### PROBLEM TO WORK ON
You are asked to filter the data below and copy every line holding "after".

(Records from a data source)

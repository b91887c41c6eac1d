//! Per-frame linear sub-allocator over a persistently mapped upload buffer.
//!
//! Each frame slot owns one ring. The CPU writes constants and dynamic
//! vertex data into consecutive regions during the frame; the ring is reset
//! only after the slot's fence shows the GPU finished reading it.
//!
//! # Example
//!
//! ```ignore
//! let mut ring = UploadRing::new(&device, 64 * 1024, "frame_constants")?;
//!
//! let alloc = ring.write_pod(&[camera_constants])?;
//! list.set_graphics_root_constant_buffer_view(0, alloc.gpu_address)?;
//!
//! // Next time this slot comes around, after its fence wait:
//! ring.reset();
//! ```

use std::sync::Arc;

use crate::device::GraphicsDevice;
use crate::error::{GraphicsError, GraphicsResult};
use crate::types::HeapType;

use super::GraphicsResource;
use super::align_up;

/// A sub-allocation from an upload ring.
#[derive(Debug, Clone, Copy, PartialEq, Eq, Hash)]
pub struct UploadAllocation {
    /// Byte offset into the ring buffer.
    pub offset: u64,
    /// Size of the allocation in bytes.
    pub size: u64,
    /// GPU virtual address of the first byte.
    pub gpu_address: u64,
}

impl UploadAllocation {
    /// Get the end offset (offset + size).
    pub fn end(&self) -> u64 {
        self.offset + self.size
    }
}

/// Linear allocator over an upload-heap buffer.
///
/// `UploadRing` is not thread-safe; it belongs to one frame slot.
pub struct UploadRing {
    buffer: Arc<GraphicsResource>,
    base_address: u64,
    capacity: u64,
    write_offset: u64,
    default_alignment: u64,
    reset_count: u64,
}

impl UploadRing {
    /// Default alignment for allocations, matching constant buffer placement.
    pub const DEFAULT_ALIGNMENT: u64 = 256;

    /// Create a ring of at least `capacity` bytes.
    pub fn new(device: &Arc<GraphicsDevice>, capacity: u64, label: &str) -> GraphicsResult<Self> {
        Self::with_alignment(device, capacity, label, Self::DEFAULT_ALIGNMENT)
    }

    /// Create a ring with a custom allocation alignment (power of 2).
    pub fn with_alignment(
        device: &Arc<GraphicsDevice>,
        capacity: u64,
        label: &str,
        alignment: u64,
    ) -> GraphicsResult<Self> {
        if !alignment.is_power_of_two() {
            return Err(GraphicsError::InvalidParameter(format!(
                "alignment must be a power of 2, got {alignment}"
            )));
        }
        if capacity == 0 {
            return Err(GraphicsError::InvalidParameter(
                "upload ring capacity cannot be zero".to_string(),
            ));
        }

        let aligned_capacity = align_up(capacity, alignment);
        let buffer =
            device.create_buffer(aligned_capacity, HeapType::Upload, Some(&format!("{label}_ring")))?;
        let base_address = buffer.gpu_virtual_address()?;

        Ok(Self {
            buffer,
            base_address,
            capacity: aligned_capacity,
            write_offset: 0,
            default_alignment: alignment,
            reset_count: 0,
        })
    }

    /// Get the underlying upload buffer.
    pub fn buffer(&self) -> &Arc<GraphicsResource> {
        &self.buffer
    }

    /// Get the total capacity in bytes.
    pub fn capacity(&self) -> u64 {
        self.capacity
    }

    /// Get the amount of space used since the last reset.
    pub fn used(&self) -> u64 {
        self.write_offset
    }

    /// Get the amount of space remaining.
    pub fn remaining(&self) -> u64 {
        self.capacity - self.write_offset
    }

    /// Number of resets that reclaimed a non-empty ring.
    pub fn reset_count(&self) -> u64 {
        self.reset_count
    }

    /// Reserve `size` bytes at the default alignment.
    ///
    /// Returns `None` if the space left is too small. The ring never wraps
    /// on its own; space comes back only through [`reset`](Self::reset).
    pub fn allocate(&mut self, size: u64) -> Option<UploadAllocation> {
        self.allocate_aligned(size, self.default_alignment)
    }

    /// Reserve `size` bytes at a custom alignment (power of 2).
    pub fn allocate_aligned(&mut self, size: u64, alignment: u64) -> Option<UploadAllocation> {
        debug_assert!(alignment.is_power_of_two(), "alignment must be power of 2");

        let offset = align_up(self.write_offset, alignment);
        if offset.checked_add(size).is_none_or(|end| end > self.capacity) {
            return None;
        }
        self.write_offset = offset + size;

        Some(UploadAllocation {
            offset,
            size,
            gpu_address: self.base_address + offset,
        })
    }

    /// Copy bytes into a fresh allocation.
    pub fn write(&mut self, data: &[u8]) -> GraphicsResult<UploadAllocation> {
        let size = data.len() as u64;
        let allocation = self.allocate(size).ok_or_else(|| {
            GraphicsError::InvalidParameter(format!(
                "upload ring exhausted: {size} bytes requested, {} remaining",
                self.remaining()
            ))
        })?;
        self.buffer.write_data(allocation.offset, data)?;
        Ok(allocation)
    }

    /// Copy plain-old-data values into a fresh allocation.
    pub fn write_pod<T: bytemuck::Pod>(&mut self, values: &[T]) -> GraphicsResult<UploadAllocation> {
        self.write(bytemuck::cast_slice(values))
    }

    /// Reclaim the whole ring.
    ///
    /// Only call this once the GPU is done with every allocation, which for
    /// a frame slot means after its fence wait.
    pub fn reset(&mut self) {
        if self.write_offset > 0 {
            self.reset_count += 1;
            self.write_offset = 0;
        }
    }
}

impl std::fmt::Debug for UploadRing {
    fn fmt(&self, f: &mut std::fmt::Formatter<'_>) -> std::fmt::Result {
        f.debug_struct("UploadRing")
            .field("capacity", &self.capacity)
            .field("write_offset", &self.write_offset)
            .field("default_alignment", &self.default_alignment)
            .field("reset_count", &self.reset_count)
            .field("buffer", &self.buffer.label())
            .finish()
    }
}

#[cfg(test)]
mod tests {
    use super::*;
    use crate::config::DeviceConfig;

    fn create_test_device() -> Arc<GraphicsDevice> {
        GraphicsDevice::new(DeviceConfig::default()).unwrap()
    }

    #[test]
    fn test_upload_ring_creation() {
        let device = create_test_device();
        let ring = UploadRing::new(&device, 1000, "test").unwrap();
        assert_eq!(ring.capacity(), 1024);
        assert_eq!(ring.used(), 0);
        assert_eq!(ring.remaining(), 1024);
    }

    #[test]
    fn test_allocations_are_aligned() {
        let device = create_test_device();
        let mut ring = UploadRing::new(&device, 1024, "test").unwrap();

        let a = ring.allocate(100).unwrap();
        let b = ring.allocate(50).unwrap();
        assert_eq!(a.offset, 0);
        assert_eq!(b.offset, 256);
        assert_eq!(b.gpu_address - a.gpu_address, 256);
        assert_eq!(ring.used(), 306);
    }

    #[test]
    fn test_exhaustion_and_reset() {
        let device = create_test_device();
        let mut ring = UploadRing::new(&device, 512, "test").unwrap();

        ring.allocate(400).unwrap();
        assert!(ring.allocate(200).is_none());
        assert!(ring.write(&[0u8; 300]).is_err());

        ring.reset();
        assert_eq!(ring.reset_count(), 1);
        assert_eq!(ring.allocate(512).unwrap().offset, 0);
    }

    #[test]
    fn test_oversized_request_is_refused() {
        let device = create_test_device();
        let mut ring = UploadRing::new(&device, 512, "test").unwrap();
        ring.allocate(1).unwrap();
        assert!(ring.allocate(u64::MAX).is_none());
        assert!(ring.allocate_aligned(u64::MAX - 255, 256).is_none());
        assert_eq!(ring.used(), 1);
        assert_eq!(ring.allocate(256).unwrap().offset, 256);
    }

    #[test]
    fn test_reset_of_empty_ring_is_not_counted() {
        let device = create_test_device();
        let mut ring = UploadRing::new(&device, 256, "test").unwrap();
        ring.reset();
        assert_eq!(ring.reset_count(), 0);
    }

    #[test]
    fn test_invalid_parameters() {
        let device = create_test_device();
        assert!(UploadRing::new(&device, 0, "test").is_err());
        assert!(UploadRing::with_alignment(&device, 256, "test", 100).is_err());
    }
}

### THE ANSWER
//! only after the slot's fence shows the GPU finished reading it.
//! // Next time this slot comes around, after its fence wait:
    /// a frame slot means after its fence wait.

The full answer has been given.